It was a bad Budget. I do not want to be ungracious, because there were some good things in it. For example, I welcome the proposals for a child care provision for those on family credit. It is a limited concession, worth a maximum of £28 to a small client group of about 200,000 families. It is particularly welcome because it is in sharp contrast to the arid and unpleasant scapegoat politics that we have seen when we have discussed lone parents in recent months and in which, I am afraid, the Secretary of State has taken a rather disreputable role.

The final point I welcome is the fraud board. I want to mention that because I am often accused of forgetting about fraud. I do not do so. I believe that it should be struck at on all occasions. I welcome the fraud board because it is obviously needed. Will the Secretary of State say whether that move is a response to the Public Accounts Committee report of the other day, which pointed out that there was not even a decent computer system for the fraud section and that fraud was often not detected early enough?

The uprating statement is a stage in the drive towards a vision of the welfare state that nobody on this side of the House shares. It is not a case of the Secretary of State being a victim of the Chancellor. I fear that he is obtusely marching in the wrong direction. He wants to shrink the welfare state. He wants to withdraw the Government from some sectors of provision. It goes with the contracting-out move and the obsession with privatisation. That policy, unchecked, will see the basic pension fall to under 10 per cent. of the average wage. We do not share that vision, and we shall continue to fight it.

Mr. Lilley

I apologise for the fact that my statement took nearly as long as the questions from the hon. Member from Glasgow, Garscadden (Mr. Dewar). The hon. Gentleman began by ridiculing the closing of loopholes in the tax system. I agree that it would be foolish to base an entire economic policy on that, and I trust that he will have a word with the hon. Member for Dunfermline, East (Mr. Brown) about it.

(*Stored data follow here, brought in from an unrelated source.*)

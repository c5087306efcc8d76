use anyhow::Result;
use chrono::NaiveDate;
use log::debug;
use serde::Serialize;
use std::collections::HashMap;
use std::fmt::Write;

use crate::calc::{
    AggregateStats, BunkAnalysis, BunkCalculator, CalculationResult, WeeklySchedule,
    flat_remaining, project,
};
use crate::config::AppConfig;
use crate::models::{SemesterWindow, SubjectRecord, TimetableEntry};
use crate::source::{SubjectSource, TimetableSource};

#[derive(Debug, Clone)]
pub struct ReportOptions {
    pub target_percentage: f64,
    pub safety_buffer: f64,
    pub future_classes: u32,
    pub weekly_classes: u32,
    pub semester: Option<SemesterWindow>,
    /// Known even without a start date; enough for the weekly estimate.
    pub semester_end: Option<NaiveDate>,
    pub today: NaiveDate,
}

impl ReportOptions {
    pub fn from_config(config: &AppConfig, today: NaiveDate) -> Self {
        Self {
            target_percentage: config.attendance.target_percentage,
            safety_buffer: config.attendance.safety_buffer,
            future_classes: config.attendance.future_classes,
            weekly_classes: config.attendance.weekly_classes,
            semester: config.semester_window(),
            semester_end: config.semester.end,
            today,
        }
    }
}

#[derive(Debug, Clone, Copy, PartialEq, Eq, Serialize)]
#[serde(rename_all = "lowercase")]
pub enum EstimateSource {
    Timetable,
    Weekly,
    None,
}

#[derive(Debug, Clone, Serialize)]
pub struct SemesterInfo {
    pub start: NaiveDate,
    pub end: NaiveDate,
    pub has_timetable: bool,
    pub days_left: i64,
}

#[derive(Debug, Clone, Serialize)]
pub struct SubjectReport {
    pub name: String,
    pub projection: CalculationResult,
    pub bunk: BunkAnalysis,
}

#[derive(Debug, Clone, Serialize)]
pub struct AttendanceReport {
    pub generated_on: NaiveDate,
    pub user: String,
    pub target_percentage: f64,
    pub safety_buffer: f64,
    pub future_classes: u32,
    pub estimate: EstimateSource,
    pub semester: Option<SemesterInfo>,
    pub subjects: Vec<SubjectReport>,
    pub stats: AggregateStats,
}

/// Expected and remaining classes per subject, keyed by lowercase name.
struct ClassEstimates {
    source: EstimateSource,
    expected: HashMap<String, u32>,
    remaining: HashMap<String, u32>,
}

impl ClassEstimates {
    fn build(
        subjects: &[SubjectRecord],
        entries: &[TimetableEntry],
        options: &ReportOptions,
    ) -> Self {
        let schedule = WeeklySchedule::from_entries(entries);
        // Timetable names may differ in case from the recorded subjects.
        let lower = |map: HashMap<String, u32>| -> HashMap<String, u32> {
            let mut folded = HashMap::new();
            for (name, count) in map {
                *folded.entry(name.to_lowercase()).or_insert(0) += count;
            }
            folded
        };

        if let Some(window) = options.semester.filter(|_| !schedule.is_empty()) {
            return Self {
                source: EstimateSource::Timetable,
                expected: lower(schedule.expected_classes(&window)),
                remaining: lower(schedule.remaining_classes(&window, options.today)),
            };
        }

        match options.semester_end {
            Some(end) if options.weekly_classes > 0 => {
                let start = options.semester.map(|w| w.start);
                let remaining = flat_remaining(options.weekly_classes, options.today, end);
                let expected = start
                    .map(|s| flat_remaining(options.weekly_classes, s, end))
                    .unwrap_or(0);
                let per_subject = |count: u32| -> HashMap<String, u32> {
                    subjects
                        .iter()
                        .map(|s| (s.name.to_lowercase(), count))
                        .collect()
                };
                Self {
                    source: EstimateSource::Weekly,
                    expected: per_subject(expected),
                    remaining: per_subject(remaining),
                }
            }
            _ => Self {
                source: EstimateSource::None,
                expected: HashMap::new(),
                remaining: HashMap::new(),
            },
        }
    }

    fn expected(&self, subject: &str) -> u32 {
        self.expected.get(&subject.to_lowercase()).copied().unwrap_or(0)
    }

    fn remaining(&self, subject: &str) -> u32 {
        self.remaining.get(&subject.to_lowercase()).copied().unwrap_or(0)
    }
}

/// Pull counts and timetable from their sources and run every calculation.
pub fn build_report(
    subjects: &dyn SubjectSource,
    timetable: &dyn TimetableSource,
    user: &str,
    options: &ReportOptions,
) -> Result<AttendanceReport> {
    let records = subjects.subjects(user)?;
    let entries = timetable.timetable(user)?;
    debug!(
        "building report for {}: {} subjects, {} timetable slots",
        user,
        records.len(),
        entries.len()
    );
    Ok(assemble(records, &entries, user, options))
}

pub fn assemble(
    records: Vec<SubjectRecord>,
    entries: &[TimetableEntry],
    user: &str,
    options: &ReportOptions,
) -> AttendanceReport {
    let estimates = ClassEstimates::build(&records, entries, options);
    let calculator = BunkCalculator::new(options.target_percentage, options.safety_buffer);

    let subjects = records
        .iter()
        .map(|record| SubjectReport {
            name: record.name.clone(),
            projection: project(
                record,
                estimates.remaining(&record.name),
                options.target_percentage,
                estimates.expected(&record.name),
            ),
            bunk: calculator.calculate_bunk_allowance(
                record.present,
                record.total,
                options.future_classes,
            ),
        })
        .collect();

    let semester = options.semester.map(|window| SemesterInfo {
        start: window.start,
        end: window.end,
        has_timetable: !entries.is_empty(),
        days_left: window.days_left(options.today),
    });

    AttendanceReport {
        generated_on: options.today,
        user: user.to_string(),
        target_percentage: options.target_percentage,
        safety_buffer: options.safety_buffer,
        future_classes: options.future_classes,
        estimate: estimates.source,
        semester,
        subjects,
        stats: AggregateStats::from_subjects(&records, options.target_percentage),
    }
}

/// Subjects grouped the way the bunk advice is given: below target,
/// between target and the safe zone, and safe with classes to spare.
#[derive(Debug, Clone, Default, PartialEq)]
pub struct BunkAdvice {
    pub below_target: Vec<(String, u32)>,
    pub near_target: Vec<(String, f64)>,
    pub safe: usize,
    pub bunkable: Vec<(String, u32)>,
}

impl AttendanceReport {
    pub fn safe_target(&self) -> f64 {
        self.target_percentage + self.safety_buffer
    }

    pub fn bunk_advice(&self) -> BunkAdvice {
        let mut advice = BunkAdvice::default();
        for subject in &self.subjects {
            let bunk = &subject.bunk;
            if bunk.current_percentage < self.target_percentage {
                advice
                    .below_target
                    .push((subject.name.clone(), bunk.classes_needed_if_below));
            } else if bunk.current_percentage < self.safe_target() {
                advice.near_target.push((subject.name.clone(), bunk.buffer));
            } else {
                advice.safe += 1;
                if bunk.max_safe_bunks > 0 {
                    advice
                        .bunkable
                        .push((subject.name.clone(), bunk.max_safe_bunks));
                }
            }
        }
        advice.bunkable.sort_by(|a, b| b.1.cmp(&a.1));
        advice
    }
}

/// Plain-text summary for `export --format text`.
pub fn render_text(report: &AttendanceReport) -> String {
    let mut output = String::new();

    let _ = writeln!(output, "# bunkwise attendance summary");
    let _ = writeln!(output, "# {} ({})", report.generated_on, report.user);
    let _ = writeln!(output);
    let _ = writeln!(
        output,
        "Target: {}% (safe zone {}%)",
        report.target_percentage,
        report.safe_target()
    );
    if let Some(semester) = &report.semester {
        let _ = writeln!(
            output,
            "Semester: {} to {} ({} days left{})",
            semester.start,
            semester.end,
            semester.days_left,
            if semester.has_timetable { ", timetable" } else { "" }
        );
    }
    let _ = writeln!(output);

    let _ = writeln!(output, "## Subjects");
    if report.subjects.is_empty() {
        let _ = writeln!(output, "  No subjects recorded.");
    }
    for subject in &report.subjects {
        let p = &subject.projection;
        let _ = writeln!(
            output,
            "  {:<24} {:>4}/{:<4} {:>6.2}%  {:<8}  need {:>3}  skip {:>3}  left {:>3}",
            subject.name,
            p.present,
            p.total,
            p.current_percentage,
            p.risk_level.as_str(),
            p.classes_needed,
            p.can_skip,
            p.remaining_classes
        );
    }
    let _ = writeln!(output);

    let stats = &report.stats;
    let _ = writeln!(output, "## Summary");
    let _ = writeln!(
        output,
        "  Overall:  {:.2}% ({}/{})",
        stats.overall_percentage, stats.total_present, stats.total_classes
    );
    let _ = writeln!(
        output,
        "  Safe: {}  ·  Warning: {}  ·  Danger: {}",
        stats.safe, stats.warning, stats.danger
    );

    let advice = report.bunk_advice();
    if !advice.below_target.is_empty() {
        let _ = writeln!(output);
        let _ = writeln!(output, "## Attend everything");
        for (name, needed) in &advice.below_target {
            let _ = writeln!(output, "  {}: need {} more classes", name, needed);
        }
    }
    if !advice.bunkable.is_empty() {
        let _ = writeln!(output);
        let _ = writeln!(output, "## Safe to bunk ({} future classes)", report.future_classes);
        for (name, bunks) in &advice.bunkable {
            let _ = writeln!(output, "  {}: up to {} classes", name, bunks);
        }
    }

    output
}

The hon. Gentleman went on to attack parts of the Budget for which I am not responsible, and my right hon. and learned Friend the Chancellor is well able to look after himself. The hon. Gentleman attacked the national insurance contributions bill that is to flow from the Budget earlier this year. He then got on to a part of the Budget that I am unable to identify in any of the upratings. If he will write to me about the premium that he thinks we have cut, I shall respond to him, but I am not aware that that is the case.

At long last, the hon. Gentleman got on to the compensation for VAT on fuel bills and said that it was a con, and inadequate. I remind him of what he said in The People on 21 November: The Government has to add something on to take account of that"— the increased impact of VAT on fuel— and they could do it with an extra 50p on pensions.

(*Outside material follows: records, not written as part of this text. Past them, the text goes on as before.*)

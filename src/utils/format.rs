use chrono::NaiveTime;
use unicode_width::{UnicodeWidthChar, UnicodeWidthStr};

/// Format a percentage with two decimals, e.g. "75.00%"
pub fn format_percentage(value: f64) -> String {
    format!("{:.2}%", value)
}

/// Signed distance from the target, e.g. "+3.50" or "-1.25"
pub fn format_signed(value: f64) -> String {
    if value >= 0.0 {
        format!("+{:.2}", value)
    } else {
        format!("{:.2}", value)
    }
}

/// Format a NaiveTime to "HH:MM"
pub fn format_time(t: NaiveTime) -> String {
    t.format("%H:%M").to_string()
}

pub fn format_days_left(days: i64) -> String {
    match days {
        d if d <= 0 => "semester over".to_string(),
        1 => "1 day left".to_string(),
        d => format!("{} days left", d),
    }
}

/// Create a simple ASCII progress bar for a 0-100 percentage
pub fn progress_bar(percent: f64, width: usize) -> String {
    let ratio = (percent / 100.0).clamp(0.0, 1.0);
    let filled_count = (ratio * width as f64).round() as usize;
    let empty_count = width.saturating_sub(filled_count);
    format!("{}{}", "█".repeat(filled_count), "░".repeat(empty_count))
}

/// Cut `s` to at most `width` terminal columns, ending in "…" when cut.
pub fn truncate_to_width(s: &str, width: usize) -> String {
    if s.width() <= width {
        return s.to_string();
    }
    if width == 0 {
        return String::new();
    }
    let mut out = String::new();
    let mut used = 0;
    for c in s.chars() {
        let w = c.width().unwrap_or(0);
        if used + w > width - 1 {
            break;
        }
        out.push(c);
        used += w;
    }
    out.push('…');
    out
}

#[cfg(test)]
mod tests {
    use super::*;

    #[test]
    fn percentages_and_signs() {
        assert_eq!(format_percentage(75.0), "75.00%");
        assert_eq!(format_signed(3.5), "+3.50");
        assert_eq!(format_signed(-1.25), "-1.25");
        assert_eq!(format_signed(0.0), "+0.00");
    }

    #[test]
    fn days_left_wording() {
        assert_eq!(format_days_left(0), "semester over");
        assert_eq!(format_days_left(1), "1 day left");
        assert_eq!(format_days_left(12), "12 days left");
    }

    #[test]
    fn bar_is_clamped() {
        assert_eq!(progress_bar(50.0, 4), "██░░");
        assert_eq!(progress_bar(150.0, 3), "███");
        assert_eq!(progress_bar(0.0, 2), "░░");
    }

    #[test]
    fn truncation_counts_columns() {
        assert_eq!(truncate_to_width("Maths", 10), "Maths");
        assert_eq!(truncate_to_width("Engineering Physics", 8), "Enginee…");
        // CJK characters take two columns each
        assert_eq!(truncate_to_width("数学数学", 5), "数学…");
        assert_eq!(truncate_to_width("abc", 0), "");
    }
}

We have done rather better than that. In the first year, the figure will be 70p for a pensioner couple, rising to £1.40 in the second year and £2 for the poorest pensioners in the third year. I am, of course, always sensitive to suggestions that I am spendthrift.

The hon. Gentleman then said that the Government were not giving enough help to those who are on income support. Their benefits will be increased by 3.9 per cent., which is more than most people at work are getting. The child care measure will help many people get back into work who were previously dependent on benefit.

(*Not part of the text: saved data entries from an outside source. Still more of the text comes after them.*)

//! Multi-server queue with finite system capacity.

use tracing::{debug, warn};

use crate::error::{EngineError, Result};

use super::weights::{log_sum_exp, log_weights};
use super::{QueueMetrics, QueueModel, QueueParameters};

/// Steady-state probabilities `[P0, P1, ..., PK]` of an M/M/c/K queue.
pub fn mmck_distribution(
    params: &QueueParameters,
    servers: u32,
    capacity: u32,
) -> Result<Vec<f64>> {
    QueueModel::Mmck { servers, capacity }.validate()?;

    let log_w = log_weights(params.offered_load(), servers, capacity);
    let ln_norm = log_sum_exp(&log_w);
    if !ln_norm.is_finite() {
        return Err(EngineError::configuration(format!(
            "offered load {} gives no finite normalisation for c = {servers}, K = {capacity}",
            params.offered_load()
        )));
    }
    Ok(log_w.iter().map(|w| (w - ln_norm).exp()).collect())
}

/// Evaluate an M/M/c/K queue.
///
/// Arrivals that find `K` customers present are lost, so only
/// `λ_eff = λ(1 - P_K)` enters the system and Little's law is applied with
/// `λ_eff`. A steady state always exists; the only failure besides bad
/// configuration is [`EngineError::Saturated`] when `λ_eff` rounds to zero.
pub fn mmck(params: &QueueParameters, servers: u32, capacity: u32) -> Result<QueueMetrics> {
    let probs = mmck_distribution(params, servers, capacity)?;

    let lambda = params.arrival_rate();
    let mu = params.service_rate();
    let c = servers as usize;

    let lq: f64 = probs
        .iter()
        .enumerate()
        .skip(c)
        .map(|(n, p)| (n - c) as f64 * p)
        .sum();
    let p_k = probs[capacity as usize];
    let lambda_eff = lambda * (1.0 - p_k);
    if lambda_eff.is_nan() || lambda_eff <= 0.0 {
        warn!(blocking_probability = p_k, "M/M/c/K queue blocks every arrival");
        return Err(EngineError::Saturated {
            blocking_probability: p_k,
        });
    }

    let metrics = QueueMetrics {
        utilization: lambda / (f64::from(servers) * mu),
        mean_in_system: lq + lambda_eff / mu,
        mean_in_queue: lq,
        mean_time_in_system: lq / lambda_eff + 1.0 / mu,
        mean_time_in_queue: lq / lambda_eff,
        idle_probability: probs[0],
        effective_arrival_rate: lambda_eff,
        blocking_probability: Some(p_k),
        max_throughput: f64::from(servers) * mu,
    };
    debug!(?metrics, servers, capacity, "evaluated M/M/c/K");
    Ok(metrics)
}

The hon. Gentleman asked for clarification on the severe disablement allowance. That is being increased by 50p in the same way as pensions, to ensure that disabled people who are reliant on benefit will get the same help. It is nonsense to say that the disabled are losers from the Budget—far from it. It is particularly absurd to say that the reforms of invalidity benefit, and its replacement by an incapacity benefit which has a proper objective test, will harm anyone who is disabled. The test is designed to concentrate help on those who are genuinely unable to work, and to make sure that the people who are excluded from benefit are those who are able to work.

The hon. Member for Garscadden asked how many people were likely to fail the incapacity benefit test. That will depend on the precise terms of the test, and those will emerge from consultation and evaluation. It is likely in broad measure that around 70,000 people a year who would have received benefit will no longer do so.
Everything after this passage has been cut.